Ancien de la Guerre de Corée, d'où il n'a pas seulement ramené une prestigieuse médaille militaire, mais aussi des tombereaux d'amertume et de culpabilité, Walt Kowalski vit dans un quartier ouvrier de la grande mégalopole de Détroit où viennent emménager de plus en plus souvent des émigrés asiatiques, dans de vieilles maisons déglinguées, depuis longtemps désertées par une population blanche s'esquivant vers le centre-ville. Notre bonhomme quant à lui est resté, obstinément fidèle à ses racines, aux souvenirs de son ancien boulot de travailleur à la chaîne pour les usines automobiles Ford et à ses encombrants préjugés balourds et racistes. Et c'est pourquoi il entrevoit d'un fort mauvais oeil, le jour même de l'enterrement de son épouse adorée Dorothy, l'emménagement d'une tribu de "faces de citron" dans la maison contiguë à la sienne. En fait, une famille de la vaste communauté Hmong venue aux States, à la fin de la guerre du Vietnam durant laquelle elle s'était engagée corps et âme du côté yankee. Vivant désormais dans une arrogante et fière solitude, à des miles d'indifférence de son fils Mitch, dont le quotidien et les enfants lui paraissaient des ectoplasmes d'aberration et de médiocrité, Walt Kowalski se contente de la silencieuse complicité de sa chienne Daisy et des souvenirs lustrés de sa splendide voiture ancienne, une impressionnante Ford Gran Torino 1972. Aussi, lorsque les nouveaux voisins ou le père Janovich tentent de lui marquer leur sollicitude, le revêche et grommelant énergumène trouve toujours un moyen de se défiler, de refuser, de garder ses pesantes et rassurantes distances. Il suffira de bien peu de choses, d'un peu de compassion ravivée au regard d'une médiocre agression, d'une discrète fêlure dans la mollassonne cuirasse des quiètes certitudes, d'une main tendue et prise, pour qu'il soit à nouveau fait table rase des canailles préjugés et des pusillanimes retranchements...
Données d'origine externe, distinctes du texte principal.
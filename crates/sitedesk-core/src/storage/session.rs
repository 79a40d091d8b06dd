//! Session snapshot storage - one durable key holding the current user.

use crate::models::User;
use anyhow::Result;
use redb::{Database, ReadableDatabase, ReadableTable, TableDefinition};
use std::path::Path;
use std::sync::Arc;

pub const SESSION_TABLE: TableDefinition<&str, &[u8]> = TableDefinition::new("session");

const CURRENT_USER_KEY: &str = "current_user";

/// Key-value storage for the session snapshot.
///
/// The snapshot is written on login and removed on logout; it is restored on
/// startup without re-validation against the store.
pub struct SessionStorage {
    db: Arc<Database>,
}

impl SessionStorage {
    pub fn new(db: Arc<Database>) -> Result<Self> {
        let write_txn = db.begin_write()?;
        write_txn.open_table(SESSION_TABLE)?;
        write_txn.commit()?;

        Ok(Self { db })
    }

    /// Open (creating if needed) the database at `path`.
    pub fn open(path: impl AsRef<Path>) -> Result<Self> {
        let db = Arc::new(Database::create(path)?);
        Self::new(db)
    }

    /// Store raw snapshot bytes.
    pub fn put_raw(&self, key: &str, data: &[u8]) -> Result<()> {
        let write_txn = self.db.begin_write()?;
        {
            let mut table = write_txn.open_table(SESSION_TABLE)?;
            table.insert(key, data)?;
        }
        write_txn.commit()?;
        Ok(())
    }

    /// Get raw snapshot bytes by key.
    pub fn get_raw(&self, key: &str) -> Result<Option<Vec<u8>>> {
        let read_txn = self.db.begin_read()?;
        let table = read_txn.open_table(SESSION_TABLE)?;

        if let Some(value) = table.get(key)? {
            Ok(Some(value.value().to_vec()))
        } else {
            Ok(None)
        }
    }

    /// Delete by key, returns true if a value existed.
    pub fn delete(&self, key: &str) -> Result<bool> {
        let write_txn = self.db.begin_write()?;
        let existed = {
            let mut table = write_txn.open_table(SESSION_TABLE)?;
            table.remove(key)?.is_some()
        };
        write_txn.commit()?;
        Ok(existed)
    }

    /// Persist the current-user snapshot.
    pub fn save_current_user(&self, user: &User) -> Result<()> {
        let bytes = serde_json::to_vec(user)?;
        self.put_raw(CURRENT_USER_KEY, &bytes)
    }

    /// Load the persisted snapshot, if any. A snapshot that no longer
    /// deserializes (schema drift) is treated as absent.
    pub fn load_current_user(&self) -> Result<Option<User>> {
        let Some(bytes) = self.get_raw(CURRENT_USER_KEY)? else {
            return Ok(None);
        };
        Ok(serde_json::from_slice(&bytes).ok())
    }

    /// Remove the persisted snapshot, returns true if one existed.
    pub fn clear_current_user(&self) -> Result<bool> {
        self.delete(CURRENT_USER_KEY)
    }
}

#[cfg(test)]
mod tests {
    use super::*;
    use crate::store::seed;
    use tempfile::tempdir;

    #[test]
    fn save_load_round_trip() {
        let temp_dir = tempdir().unwrap();
        let storage = SessionStorage::open(temp_dir.path().join("test.db")).unwrap();

        assert!(storage.load_current_user().unwrap().is_none());

        let user = seed::users().remove(1);
        storage.save_current_user(&user).unwrap();

        let loaded = storage.load_current_user().unwrap().unwrap();
        assert_eq!(loaded, user);
    }

    #[test]
    fn snapshot_survives_reopen() {
        let temp_dir = tempdir().unwrap();
        let path = temp_dir.path().join("test.db");

        let user = seed::users().remove(0);
        {
            let storage = SessionStorage::open(&path).unwrap();
            storage.save_current_user(&user).unwrap();
        }

        let storage = SessionStorage::open(&path).unwrap();
        assert_eq!(storage.load_current_user().unwrap().unwrap(), user);
    }

    #[test]
    fn clear_removes_snapshot() {
        let temp_dir = tempdir().unwrap();
        let storage = SessionStorage::open(temp_dir.path().join("test.db")).unwrap();

        let user = seed::users().remove(0);
        storage.save_current_user(&user).unwrap();

        assert!(storage.clear_current_user().unwrap());
        assert!(storage.load_current_user().unwrap().is_none());
        assert!(!storage.clear_current_user().unwrap());
    }

    #[test]
    fn undecodable_snapshot_is_treated_as_absent() {
        let temp_dir = tempdir().unwrap();
        let storage = SessionStorage::open(temp_dir.path().join("test.db")).unwrap();

        storage.put_raw("current_user", b"not json").unwrap();
        assert!(storage.load_current_user().unwrap().is_none());
    }
}
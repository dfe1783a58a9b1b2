//! Cancelable delivery handle

use std::sync::Arc;

use parking_lot::Mutex;
use tokio_util::sync::CancellationToken;

use crate::error::BridgeError;

/// Handle to an active subscription
///
/// Terminated either by the caller ([`unsubscribe`](Self::unsubscribe)) or
/// by its polling loop on an unrecoverable error, which is then available
/// from [`err`](Self::err). The first termination wins.
#[derive(Debug, Clone, Default)]
pub struct Subscription {
    token: CancellationToken,
    error: Arc<Mutex<Option<BridgeError>>>,
}

impl Subscription {
    pub fn new() -> Self {
        Self::default()
    }

    /// Stop delivery without an error.
    pub fn unsubscribe(&self) {
        self.token.cancel();
    }

    /// Terminate with `err` attached.
    pub fn cancel(&self, err: BridgeError) {
        {
            let mut slot = self.error.lock();
            if slot.is_none() && !self.token.is_cancelled() {
                *slot = Some(err);
            }
        }
        self.token.cancel();
    }

    /// Resolves once the subscription has terminated.
    pub async fn done(&self) {
        self.token.cancelled().await
    }

    pub fn is_done(&self) -> bool {
        self.token.is_cancelled()
    }

    /// Cause of termination, `None` while active or after `unsubscribe`.
    pub fn err(&self) -> Option<BridgeError> {
        self.error.lock().clone()
    }
}
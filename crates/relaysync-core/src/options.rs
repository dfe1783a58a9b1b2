//! Destination options for the protocol contract
//!
//! Every call targets exactly one destination: a public chat name or a
//! recipient public key. Validation runs before any side effect.

use std::time::Duration;

use crate::error::{BridgeError, BridgeResult};
use crate::types::PublicKey;

/// Default lookback window of a history request
const DEFAULT_REQUEST_WINDOW: Duration = Duration::from_secs(24 * 60 * 60);

/// Default maximum number of messages returned by a history request
const DEFAULT_REQUEST_LIMIT: usize = 1000;

/// Destination of a call
#[derive(Debug, Clone, Default, PartialEq)]
pub struct ChatOptions {
    /// Public chat name, empty for private chats
    pub chat_name: String,
    /// Recipient key for private chats
    pub recipient: Option<PublicKey>,
}

impl ChatOptions {
    /// Target a public chat.
    pub fn public(chat_name: impl Into<String>) -> Self {
        Self {
            chat_name: chat_name.into(),
            recipient: None,
        }
    }

    /// Target a private chat with `recipient`.
    pub fn private(recipient: PublicKey) -> Self {
        Self {
            chat_name: String::new(),
            recipient: Some(recipient),
        }
    }

    /// Exactly one of chat name and recipient must be set.
    pub fn validate(&self) -> BridgeResult<()> {
        match (self.chat_name.is_empty(), self.recipient.is_some()) {
            (true, false) => Err(BridgeError::InvalidOptions(
                "field chat_name or recipient is required".to_string(),
            )),
            (false, true) => Err(BridgeError::InvalidOptions(
                "fields chat_name and recipient both set".to_string(),
            )),
            _ => Ok(()),
        }
    }
}

/// Options for `Protocol::subscribe`
#[derive(Debug, Clone, Default, PartialEq)]
pub struct SubscribeOptions {
    pub chat: ChatOptions,
}

impl SubscribeOptions {
    pub fn validate(&self) -> BridgeResult<()> {
        self.chat.validate()
    }
}

impl From<ChatOptions> for SubscribeOptions {
    fn from(chat: ChatOptions) -> Self {
        Self { chat }
    }
}

/// Options for `Protocol::send`
#[derive(Debug, Clone, Default, PartialEq)]
pub struct SendOptions {
    pub chat: ChatOptions,
}

impl SendOptions {
    pub fn validate(&self) -> BridgeResult<()> {
        self.chat.validate()
    }
}

impl From<ChatOptions> for SendOptions {
    fn from(chat: ChatOptions) -> Self {
        Self { chat }
    }
}

/// Parameters of a historic-message request
#[derive(Debug, Clone, PartialEq)]
pub struct RequestOptions {
    pub chat: ChatOptions,
    pub limit: usize,
    /// Window start, Unix seconds
    pub from: i64,
    /// Window end, Unix seconds
    pub to: i64,
}

impl RequestOptions {
    /// Messages from the last 24 hours, at most 1000.
    pub fn default_window(chat: ChatOptions) -> Self {
        let now = chrono::Utc::now().timestamp();
        Self {
            chat,
            limit: DEFAULT_REQUEST_LIMIT,
            from: now - DEFAULT_REQUEST_WINDOW.as_secs() as i64,
            to: now,
        }
    }

    pub fn validate(&self) -> BridgeResult<()> {
        self.chat.validate()?;
        if self.from > self.to {
            return Err(BridgeError::InvalidOptions(
                "request window ends before it starts".to_string(),
            ));
        }
        Ok(())
    }
}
- Le Monde du 25 février 2009
- Fiche de Monsieur Cinéma
- Annuel du Cinéma 2010
- Télérama numéro 3085 (semaine du 28/02 au 06/03/2009)
- Cahiers du Cinéma numéro 642
Critiques (Public)
19/20 : Il donnerait envie de chiquer, tellement on n'est pas à ça près avec Clint Eastwood... Beaucoup d'autodérision délibérée, ça fait du bien par les temps que nous traversons, où bientôt dire "un juif" ou "un noir" sera insultant ! Walt, natif cabossé plus à l'aise avec sa douce chienne Daisy qu'avec ses propres enfants ou petits-enfants, souhaite qu'on lui foute la paix depuis son veuvage récent, sauf que la communauté asiatique est majoritaire dans le quartier, pavillons à touche-touche, plus tous ces gangs de jeunes en recherche de sensations... Si on est poli et bien lisse, qu'on ne rit pas du tout de ces aversions spontanées, on peut s'en tenir au cabotinage eastwoodien testamentaire et croire tout plié dès les premiers plans... Ce serait escamoter cette distance que le cinéaste prend avec lui-même pour entraîner vers des observations sur l'art de transmettre dans nos sociétés cosmopolites... Un humour grinçant, mais qui fait respirer... Les prises de vue semblent sortir du sol, on croirait notre homme mort, allongé caméra à la main, en train de servir ses observations. Ici cinéaste autant qu'acteur : un faciès de pittbull grommelant, l'oeil aigu du vieux fauve marquant son époque... Il a bien noté le penchant humain primitif, asticoter autrui, surtout s'il est calme, indépendant, ou encore appuyer les faiblesses plus par rapacité que charité... Le cigare mâchonné s'est changé en une chique crachée en larges salves brunes. Seule la voix, révélatrice des séquelles globales, va faiblissant, prête à l'extinction. Qu'importe, il a beau faire dans la malséance, dans le masochisme aussi, le bonhomme est presque plus fringant à 78 ans qu'à 60. Ce film rebat les principales cartes qu'il a jouées, le cow-boy, le flic implacable, le flegmatique irrésistible : une tôle dure abritant un palpitant qui l'est beaucoup moins. L.Ventriloque
Clint incarne un vieil homme, bourru mais gentil, drôle dans son auto-dérision, raciste dans ses propos bien plus que dans ses actes, vétéran de la guerre de Corée vivant en décalage avec sa planète. Jusqu’à ce que sans le vouloir, il ne puisse s’empêcher de se mêler de la vie de ses voisins ...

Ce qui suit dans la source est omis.